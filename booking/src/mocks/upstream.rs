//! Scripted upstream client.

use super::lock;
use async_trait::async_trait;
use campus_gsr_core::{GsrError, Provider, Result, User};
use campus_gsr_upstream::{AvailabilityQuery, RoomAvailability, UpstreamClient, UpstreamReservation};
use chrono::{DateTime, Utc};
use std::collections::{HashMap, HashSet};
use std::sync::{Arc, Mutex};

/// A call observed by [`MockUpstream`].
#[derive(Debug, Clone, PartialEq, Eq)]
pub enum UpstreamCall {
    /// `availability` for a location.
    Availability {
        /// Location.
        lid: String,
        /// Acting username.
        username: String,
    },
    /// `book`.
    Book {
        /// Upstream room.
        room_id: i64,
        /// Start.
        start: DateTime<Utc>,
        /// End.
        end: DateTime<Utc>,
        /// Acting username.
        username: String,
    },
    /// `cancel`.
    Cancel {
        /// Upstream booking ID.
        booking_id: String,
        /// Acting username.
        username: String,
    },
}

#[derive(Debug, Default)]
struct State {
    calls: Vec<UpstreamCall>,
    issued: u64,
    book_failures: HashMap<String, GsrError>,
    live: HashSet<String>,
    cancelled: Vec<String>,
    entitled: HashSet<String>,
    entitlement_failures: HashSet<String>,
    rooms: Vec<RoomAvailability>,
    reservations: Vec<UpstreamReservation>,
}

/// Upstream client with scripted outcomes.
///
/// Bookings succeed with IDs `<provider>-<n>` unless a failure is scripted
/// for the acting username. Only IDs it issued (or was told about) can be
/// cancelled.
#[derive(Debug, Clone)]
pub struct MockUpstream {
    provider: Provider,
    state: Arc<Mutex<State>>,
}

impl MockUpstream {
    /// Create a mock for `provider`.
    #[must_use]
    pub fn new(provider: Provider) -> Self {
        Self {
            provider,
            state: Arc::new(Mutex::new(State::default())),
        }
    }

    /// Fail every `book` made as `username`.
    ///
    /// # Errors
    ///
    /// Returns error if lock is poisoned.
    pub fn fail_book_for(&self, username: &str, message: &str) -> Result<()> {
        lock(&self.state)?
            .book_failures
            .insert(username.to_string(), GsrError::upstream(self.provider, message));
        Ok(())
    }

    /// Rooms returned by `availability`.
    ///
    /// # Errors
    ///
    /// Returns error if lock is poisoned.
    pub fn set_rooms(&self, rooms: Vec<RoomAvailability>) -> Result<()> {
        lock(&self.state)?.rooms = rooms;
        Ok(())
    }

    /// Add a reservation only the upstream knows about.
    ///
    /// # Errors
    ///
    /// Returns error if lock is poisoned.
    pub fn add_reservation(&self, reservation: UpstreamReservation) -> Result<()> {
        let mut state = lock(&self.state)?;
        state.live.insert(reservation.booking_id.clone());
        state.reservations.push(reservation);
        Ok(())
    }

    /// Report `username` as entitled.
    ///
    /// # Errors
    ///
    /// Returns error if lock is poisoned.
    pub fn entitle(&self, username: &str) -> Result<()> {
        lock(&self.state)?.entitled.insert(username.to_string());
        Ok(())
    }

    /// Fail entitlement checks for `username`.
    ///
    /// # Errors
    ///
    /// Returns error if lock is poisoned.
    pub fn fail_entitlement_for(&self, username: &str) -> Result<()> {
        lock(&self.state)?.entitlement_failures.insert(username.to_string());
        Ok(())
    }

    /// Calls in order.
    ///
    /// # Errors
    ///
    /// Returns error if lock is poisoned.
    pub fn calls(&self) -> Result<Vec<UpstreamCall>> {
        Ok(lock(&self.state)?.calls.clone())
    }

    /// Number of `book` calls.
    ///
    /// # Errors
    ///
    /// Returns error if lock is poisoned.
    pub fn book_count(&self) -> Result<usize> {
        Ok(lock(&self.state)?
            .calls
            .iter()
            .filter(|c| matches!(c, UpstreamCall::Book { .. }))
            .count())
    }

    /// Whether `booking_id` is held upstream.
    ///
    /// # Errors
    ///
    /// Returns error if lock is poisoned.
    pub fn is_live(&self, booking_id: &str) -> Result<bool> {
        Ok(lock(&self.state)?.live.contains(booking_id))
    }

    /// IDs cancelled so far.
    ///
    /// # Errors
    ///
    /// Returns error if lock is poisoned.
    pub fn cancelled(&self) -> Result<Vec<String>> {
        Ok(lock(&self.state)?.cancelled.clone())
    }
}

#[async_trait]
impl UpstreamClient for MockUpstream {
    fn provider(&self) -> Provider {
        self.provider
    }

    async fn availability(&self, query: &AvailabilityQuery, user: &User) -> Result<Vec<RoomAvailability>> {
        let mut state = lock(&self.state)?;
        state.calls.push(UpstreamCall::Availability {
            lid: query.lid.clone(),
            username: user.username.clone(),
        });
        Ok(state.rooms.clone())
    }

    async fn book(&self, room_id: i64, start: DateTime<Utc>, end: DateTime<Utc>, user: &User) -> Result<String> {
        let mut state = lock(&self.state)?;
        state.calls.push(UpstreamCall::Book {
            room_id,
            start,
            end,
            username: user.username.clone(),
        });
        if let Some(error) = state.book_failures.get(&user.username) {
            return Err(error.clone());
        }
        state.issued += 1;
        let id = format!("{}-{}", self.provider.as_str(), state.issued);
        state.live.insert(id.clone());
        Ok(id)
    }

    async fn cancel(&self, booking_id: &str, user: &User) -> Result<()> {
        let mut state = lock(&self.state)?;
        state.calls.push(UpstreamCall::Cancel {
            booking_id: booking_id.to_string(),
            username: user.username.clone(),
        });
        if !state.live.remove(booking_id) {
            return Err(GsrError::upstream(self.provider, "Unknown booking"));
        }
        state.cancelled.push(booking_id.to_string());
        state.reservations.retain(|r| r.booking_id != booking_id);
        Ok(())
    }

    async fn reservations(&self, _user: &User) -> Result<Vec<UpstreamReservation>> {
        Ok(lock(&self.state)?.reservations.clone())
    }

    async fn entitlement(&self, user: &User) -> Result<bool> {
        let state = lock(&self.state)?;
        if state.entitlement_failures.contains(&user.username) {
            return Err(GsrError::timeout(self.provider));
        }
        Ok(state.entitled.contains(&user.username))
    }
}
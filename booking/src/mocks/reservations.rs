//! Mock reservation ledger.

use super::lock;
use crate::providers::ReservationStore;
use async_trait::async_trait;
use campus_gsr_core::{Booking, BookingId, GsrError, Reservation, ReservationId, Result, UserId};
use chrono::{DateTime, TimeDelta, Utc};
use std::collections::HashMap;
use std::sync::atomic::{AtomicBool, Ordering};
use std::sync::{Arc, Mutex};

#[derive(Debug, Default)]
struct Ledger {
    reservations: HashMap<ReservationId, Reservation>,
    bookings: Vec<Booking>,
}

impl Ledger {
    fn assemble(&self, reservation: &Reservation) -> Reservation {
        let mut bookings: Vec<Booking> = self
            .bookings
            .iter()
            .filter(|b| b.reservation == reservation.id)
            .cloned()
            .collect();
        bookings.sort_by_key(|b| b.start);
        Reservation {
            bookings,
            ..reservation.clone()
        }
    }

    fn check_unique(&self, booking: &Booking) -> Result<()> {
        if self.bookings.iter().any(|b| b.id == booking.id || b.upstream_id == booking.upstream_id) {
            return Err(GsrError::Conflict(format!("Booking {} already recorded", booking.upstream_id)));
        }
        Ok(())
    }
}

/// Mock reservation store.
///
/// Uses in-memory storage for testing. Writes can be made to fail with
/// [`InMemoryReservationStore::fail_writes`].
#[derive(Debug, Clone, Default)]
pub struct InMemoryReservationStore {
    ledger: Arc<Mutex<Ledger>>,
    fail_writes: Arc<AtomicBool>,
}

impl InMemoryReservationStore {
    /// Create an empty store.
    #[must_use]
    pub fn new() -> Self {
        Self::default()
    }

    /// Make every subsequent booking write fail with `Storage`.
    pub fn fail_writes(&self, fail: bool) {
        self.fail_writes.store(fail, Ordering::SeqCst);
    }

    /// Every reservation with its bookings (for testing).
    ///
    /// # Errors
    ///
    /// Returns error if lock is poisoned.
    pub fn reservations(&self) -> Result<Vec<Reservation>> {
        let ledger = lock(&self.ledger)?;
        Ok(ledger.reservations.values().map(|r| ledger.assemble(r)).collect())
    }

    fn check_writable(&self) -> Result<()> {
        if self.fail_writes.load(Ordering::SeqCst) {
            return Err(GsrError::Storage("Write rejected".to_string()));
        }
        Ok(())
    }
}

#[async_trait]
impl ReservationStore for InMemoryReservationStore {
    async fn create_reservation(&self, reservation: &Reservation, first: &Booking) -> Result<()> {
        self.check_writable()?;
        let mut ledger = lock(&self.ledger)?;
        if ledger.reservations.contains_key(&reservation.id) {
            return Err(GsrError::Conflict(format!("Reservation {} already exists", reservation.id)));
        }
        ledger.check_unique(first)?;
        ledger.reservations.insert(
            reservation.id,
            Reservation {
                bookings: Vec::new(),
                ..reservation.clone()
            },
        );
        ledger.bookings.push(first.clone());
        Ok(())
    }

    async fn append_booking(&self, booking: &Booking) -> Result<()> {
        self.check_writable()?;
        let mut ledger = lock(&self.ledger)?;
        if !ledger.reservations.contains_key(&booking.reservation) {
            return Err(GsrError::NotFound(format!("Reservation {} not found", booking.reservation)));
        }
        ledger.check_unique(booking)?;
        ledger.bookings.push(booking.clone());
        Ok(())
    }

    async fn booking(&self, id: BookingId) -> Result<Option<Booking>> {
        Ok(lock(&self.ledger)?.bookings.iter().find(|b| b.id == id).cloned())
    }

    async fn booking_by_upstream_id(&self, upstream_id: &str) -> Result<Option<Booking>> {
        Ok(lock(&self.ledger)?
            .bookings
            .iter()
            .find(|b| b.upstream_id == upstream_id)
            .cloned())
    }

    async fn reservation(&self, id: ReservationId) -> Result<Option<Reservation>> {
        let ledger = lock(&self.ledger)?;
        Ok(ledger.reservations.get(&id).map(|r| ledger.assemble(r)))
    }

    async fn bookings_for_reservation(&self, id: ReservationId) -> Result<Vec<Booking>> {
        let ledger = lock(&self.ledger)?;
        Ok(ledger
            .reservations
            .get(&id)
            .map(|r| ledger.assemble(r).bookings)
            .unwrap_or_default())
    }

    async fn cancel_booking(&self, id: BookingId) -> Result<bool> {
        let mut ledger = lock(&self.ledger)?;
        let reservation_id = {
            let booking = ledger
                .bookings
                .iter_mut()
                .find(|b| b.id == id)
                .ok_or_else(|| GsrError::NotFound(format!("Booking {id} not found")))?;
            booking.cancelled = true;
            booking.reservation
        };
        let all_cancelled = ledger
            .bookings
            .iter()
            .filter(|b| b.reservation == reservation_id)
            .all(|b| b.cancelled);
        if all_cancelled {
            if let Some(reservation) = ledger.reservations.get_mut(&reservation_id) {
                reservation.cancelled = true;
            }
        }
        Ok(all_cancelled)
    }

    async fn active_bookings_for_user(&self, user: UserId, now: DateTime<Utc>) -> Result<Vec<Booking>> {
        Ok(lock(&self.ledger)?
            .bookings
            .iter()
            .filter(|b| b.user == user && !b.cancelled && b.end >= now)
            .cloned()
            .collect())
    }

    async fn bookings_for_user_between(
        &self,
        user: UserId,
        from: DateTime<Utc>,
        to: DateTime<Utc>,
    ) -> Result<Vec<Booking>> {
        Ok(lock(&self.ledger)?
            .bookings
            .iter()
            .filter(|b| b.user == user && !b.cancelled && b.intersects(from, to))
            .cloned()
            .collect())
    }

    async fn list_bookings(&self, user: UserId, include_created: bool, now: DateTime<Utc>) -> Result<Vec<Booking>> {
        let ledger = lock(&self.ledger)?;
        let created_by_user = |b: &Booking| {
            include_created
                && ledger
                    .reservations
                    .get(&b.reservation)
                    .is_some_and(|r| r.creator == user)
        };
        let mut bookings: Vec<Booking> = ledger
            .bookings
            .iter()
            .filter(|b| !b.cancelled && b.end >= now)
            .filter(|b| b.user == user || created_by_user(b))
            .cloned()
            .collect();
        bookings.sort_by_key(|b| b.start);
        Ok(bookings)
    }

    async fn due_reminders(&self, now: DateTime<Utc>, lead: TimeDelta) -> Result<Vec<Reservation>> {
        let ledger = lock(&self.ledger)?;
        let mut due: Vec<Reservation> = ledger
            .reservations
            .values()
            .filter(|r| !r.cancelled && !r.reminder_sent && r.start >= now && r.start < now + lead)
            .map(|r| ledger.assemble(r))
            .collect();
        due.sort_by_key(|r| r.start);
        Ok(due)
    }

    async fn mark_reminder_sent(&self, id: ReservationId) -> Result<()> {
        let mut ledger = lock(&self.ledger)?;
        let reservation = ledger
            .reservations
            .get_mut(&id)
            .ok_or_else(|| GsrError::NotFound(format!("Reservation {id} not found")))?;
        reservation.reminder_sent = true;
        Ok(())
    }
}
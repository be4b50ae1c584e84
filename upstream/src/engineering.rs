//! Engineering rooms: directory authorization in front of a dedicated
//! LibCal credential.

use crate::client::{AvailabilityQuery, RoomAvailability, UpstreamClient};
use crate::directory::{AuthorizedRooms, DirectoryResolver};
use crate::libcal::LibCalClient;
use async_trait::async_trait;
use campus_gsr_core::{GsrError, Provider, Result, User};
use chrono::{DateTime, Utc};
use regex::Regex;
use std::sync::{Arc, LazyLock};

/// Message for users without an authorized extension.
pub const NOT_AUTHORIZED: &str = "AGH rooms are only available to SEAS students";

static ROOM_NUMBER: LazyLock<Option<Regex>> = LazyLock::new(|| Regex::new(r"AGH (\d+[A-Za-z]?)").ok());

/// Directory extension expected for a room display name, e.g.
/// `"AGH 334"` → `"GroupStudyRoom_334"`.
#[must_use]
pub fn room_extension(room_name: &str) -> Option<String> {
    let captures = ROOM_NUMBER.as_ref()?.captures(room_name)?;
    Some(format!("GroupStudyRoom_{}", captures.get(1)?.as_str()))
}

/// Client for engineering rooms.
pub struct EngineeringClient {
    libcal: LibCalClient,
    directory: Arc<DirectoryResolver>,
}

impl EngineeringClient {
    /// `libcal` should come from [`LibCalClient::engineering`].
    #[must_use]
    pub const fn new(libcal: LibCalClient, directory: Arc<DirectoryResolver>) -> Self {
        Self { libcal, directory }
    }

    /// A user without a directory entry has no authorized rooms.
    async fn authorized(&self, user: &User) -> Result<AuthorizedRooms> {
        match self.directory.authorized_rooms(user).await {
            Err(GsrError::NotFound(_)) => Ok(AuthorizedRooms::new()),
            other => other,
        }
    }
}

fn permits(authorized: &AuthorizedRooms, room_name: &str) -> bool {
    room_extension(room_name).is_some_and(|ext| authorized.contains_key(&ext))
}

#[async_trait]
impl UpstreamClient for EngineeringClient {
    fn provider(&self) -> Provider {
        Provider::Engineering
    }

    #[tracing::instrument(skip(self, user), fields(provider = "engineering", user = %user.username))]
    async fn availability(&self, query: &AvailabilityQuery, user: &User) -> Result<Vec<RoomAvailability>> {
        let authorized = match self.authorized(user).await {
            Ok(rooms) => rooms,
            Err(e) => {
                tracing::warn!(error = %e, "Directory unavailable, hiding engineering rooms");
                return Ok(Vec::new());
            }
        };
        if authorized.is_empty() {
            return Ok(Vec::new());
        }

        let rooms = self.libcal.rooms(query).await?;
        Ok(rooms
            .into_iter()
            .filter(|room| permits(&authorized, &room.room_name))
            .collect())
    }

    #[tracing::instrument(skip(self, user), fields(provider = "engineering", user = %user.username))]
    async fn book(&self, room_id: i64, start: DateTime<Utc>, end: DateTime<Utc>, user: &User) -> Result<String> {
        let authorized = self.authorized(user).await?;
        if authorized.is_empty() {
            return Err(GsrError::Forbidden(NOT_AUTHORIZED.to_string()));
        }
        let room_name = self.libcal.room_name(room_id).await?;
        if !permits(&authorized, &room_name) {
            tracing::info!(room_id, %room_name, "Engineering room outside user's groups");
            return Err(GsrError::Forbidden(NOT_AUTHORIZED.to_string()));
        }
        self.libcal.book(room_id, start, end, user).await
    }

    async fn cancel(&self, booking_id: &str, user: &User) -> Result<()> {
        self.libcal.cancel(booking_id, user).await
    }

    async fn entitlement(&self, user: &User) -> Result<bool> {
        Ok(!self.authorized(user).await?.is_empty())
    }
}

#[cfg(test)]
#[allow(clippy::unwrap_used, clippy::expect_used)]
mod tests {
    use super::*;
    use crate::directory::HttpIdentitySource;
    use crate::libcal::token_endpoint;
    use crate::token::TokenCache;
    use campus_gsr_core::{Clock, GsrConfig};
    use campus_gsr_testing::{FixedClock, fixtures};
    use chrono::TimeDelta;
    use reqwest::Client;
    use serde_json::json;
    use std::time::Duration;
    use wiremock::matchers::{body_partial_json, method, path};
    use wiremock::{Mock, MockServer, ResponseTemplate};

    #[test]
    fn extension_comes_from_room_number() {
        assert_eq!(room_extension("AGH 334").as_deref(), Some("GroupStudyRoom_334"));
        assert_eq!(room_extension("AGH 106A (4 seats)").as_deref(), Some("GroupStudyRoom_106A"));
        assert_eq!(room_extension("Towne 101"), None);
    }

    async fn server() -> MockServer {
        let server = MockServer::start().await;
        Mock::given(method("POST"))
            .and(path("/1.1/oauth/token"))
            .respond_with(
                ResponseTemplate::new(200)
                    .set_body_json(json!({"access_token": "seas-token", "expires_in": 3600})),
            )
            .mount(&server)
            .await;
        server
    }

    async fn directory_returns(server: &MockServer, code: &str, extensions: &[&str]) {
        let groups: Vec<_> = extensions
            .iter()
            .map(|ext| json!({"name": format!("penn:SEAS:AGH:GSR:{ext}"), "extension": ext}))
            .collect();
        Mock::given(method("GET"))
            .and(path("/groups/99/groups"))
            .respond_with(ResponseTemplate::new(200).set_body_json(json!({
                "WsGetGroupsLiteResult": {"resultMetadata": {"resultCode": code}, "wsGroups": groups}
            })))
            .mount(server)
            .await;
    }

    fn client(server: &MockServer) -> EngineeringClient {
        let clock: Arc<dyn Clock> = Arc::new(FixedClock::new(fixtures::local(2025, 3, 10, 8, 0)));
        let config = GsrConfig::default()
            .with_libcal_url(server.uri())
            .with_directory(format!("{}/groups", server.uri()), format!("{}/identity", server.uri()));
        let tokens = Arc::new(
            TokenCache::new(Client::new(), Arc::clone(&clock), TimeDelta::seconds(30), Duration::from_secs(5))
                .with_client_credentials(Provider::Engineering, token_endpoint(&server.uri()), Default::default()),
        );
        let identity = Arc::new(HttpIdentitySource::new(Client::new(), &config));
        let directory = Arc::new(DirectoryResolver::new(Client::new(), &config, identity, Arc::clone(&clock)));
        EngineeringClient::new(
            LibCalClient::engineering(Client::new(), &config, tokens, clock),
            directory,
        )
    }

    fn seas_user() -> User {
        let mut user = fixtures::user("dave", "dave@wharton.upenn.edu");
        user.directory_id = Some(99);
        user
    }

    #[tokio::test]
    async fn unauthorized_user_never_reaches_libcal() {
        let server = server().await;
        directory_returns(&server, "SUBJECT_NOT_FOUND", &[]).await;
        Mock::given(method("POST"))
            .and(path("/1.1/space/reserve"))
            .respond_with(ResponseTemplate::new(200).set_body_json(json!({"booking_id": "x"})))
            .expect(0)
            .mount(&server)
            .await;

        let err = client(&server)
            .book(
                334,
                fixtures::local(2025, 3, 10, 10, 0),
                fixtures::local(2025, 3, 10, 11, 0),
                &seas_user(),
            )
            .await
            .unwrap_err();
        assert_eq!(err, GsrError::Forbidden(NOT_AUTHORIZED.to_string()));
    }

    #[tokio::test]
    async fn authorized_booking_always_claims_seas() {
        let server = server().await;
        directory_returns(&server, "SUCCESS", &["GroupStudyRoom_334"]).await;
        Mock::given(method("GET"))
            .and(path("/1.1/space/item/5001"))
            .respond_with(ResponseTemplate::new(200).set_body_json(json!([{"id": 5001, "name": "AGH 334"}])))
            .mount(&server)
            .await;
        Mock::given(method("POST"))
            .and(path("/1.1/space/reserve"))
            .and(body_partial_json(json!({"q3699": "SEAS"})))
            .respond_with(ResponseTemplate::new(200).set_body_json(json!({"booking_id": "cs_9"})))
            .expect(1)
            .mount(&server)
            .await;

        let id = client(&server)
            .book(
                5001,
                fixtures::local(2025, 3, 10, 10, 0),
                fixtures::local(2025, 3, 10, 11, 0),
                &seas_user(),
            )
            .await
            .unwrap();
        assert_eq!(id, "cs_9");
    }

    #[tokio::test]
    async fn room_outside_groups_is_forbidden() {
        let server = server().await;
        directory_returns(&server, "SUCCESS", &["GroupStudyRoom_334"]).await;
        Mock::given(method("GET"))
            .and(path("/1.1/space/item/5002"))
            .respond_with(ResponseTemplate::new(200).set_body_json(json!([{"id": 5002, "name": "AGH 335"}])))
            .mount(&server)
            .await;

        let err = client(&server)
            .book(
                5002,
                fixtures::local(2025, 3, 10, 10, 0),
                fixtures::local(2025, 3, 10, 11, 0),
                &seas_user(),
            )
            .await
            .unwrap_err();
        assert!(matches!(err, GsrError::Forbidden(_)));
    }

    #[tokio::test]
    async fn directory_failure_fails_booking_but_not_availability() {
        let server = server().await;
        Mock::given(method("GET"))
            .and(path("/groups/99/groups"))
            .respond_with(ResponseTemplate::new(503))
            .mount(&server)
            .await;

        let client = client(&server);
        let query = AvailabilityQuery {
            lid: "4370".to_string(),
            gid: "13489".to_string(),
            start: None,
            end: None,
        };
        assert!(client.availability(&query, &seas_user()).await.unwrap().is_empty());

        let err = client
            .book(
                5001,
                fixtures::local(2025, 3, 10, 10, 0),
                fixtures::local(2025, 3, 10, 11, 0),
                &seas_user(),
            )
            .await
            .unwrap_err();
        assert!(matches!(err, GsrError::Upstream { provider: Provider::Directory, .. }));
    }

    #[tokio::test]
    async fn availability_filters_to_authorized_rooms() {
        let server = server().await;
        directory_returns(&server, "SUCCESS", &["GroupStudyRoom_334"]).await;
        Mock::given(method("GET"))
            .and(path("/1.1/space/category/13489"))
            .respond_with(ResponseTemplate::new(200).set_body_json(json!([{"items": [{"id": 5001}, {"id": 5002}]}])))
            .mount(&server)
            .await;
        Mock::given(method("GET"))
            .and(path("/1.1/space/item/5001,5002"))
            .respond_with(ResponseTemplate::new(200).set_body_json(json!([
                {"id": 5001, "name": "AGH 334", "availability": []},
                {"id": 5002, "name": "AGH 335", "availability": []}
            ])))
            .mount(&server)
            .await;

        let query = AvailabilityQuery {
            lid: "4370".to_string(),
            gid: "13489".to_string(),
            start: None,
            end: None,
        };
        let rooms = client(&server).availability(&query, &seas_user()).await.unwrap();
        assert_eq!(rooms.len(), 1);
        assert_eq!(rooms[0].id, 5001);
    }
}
###
▸ Task prompt:
From the data above, copy every line where "Regex" appears.

▸ Task solution:
use regex::Regex;
static ROOM_NUMBER: LazyLock<Option<Regex>> = LazyLock::new(|| Regex::new(r"AGH (\d+[A-Za-z]?)").ok());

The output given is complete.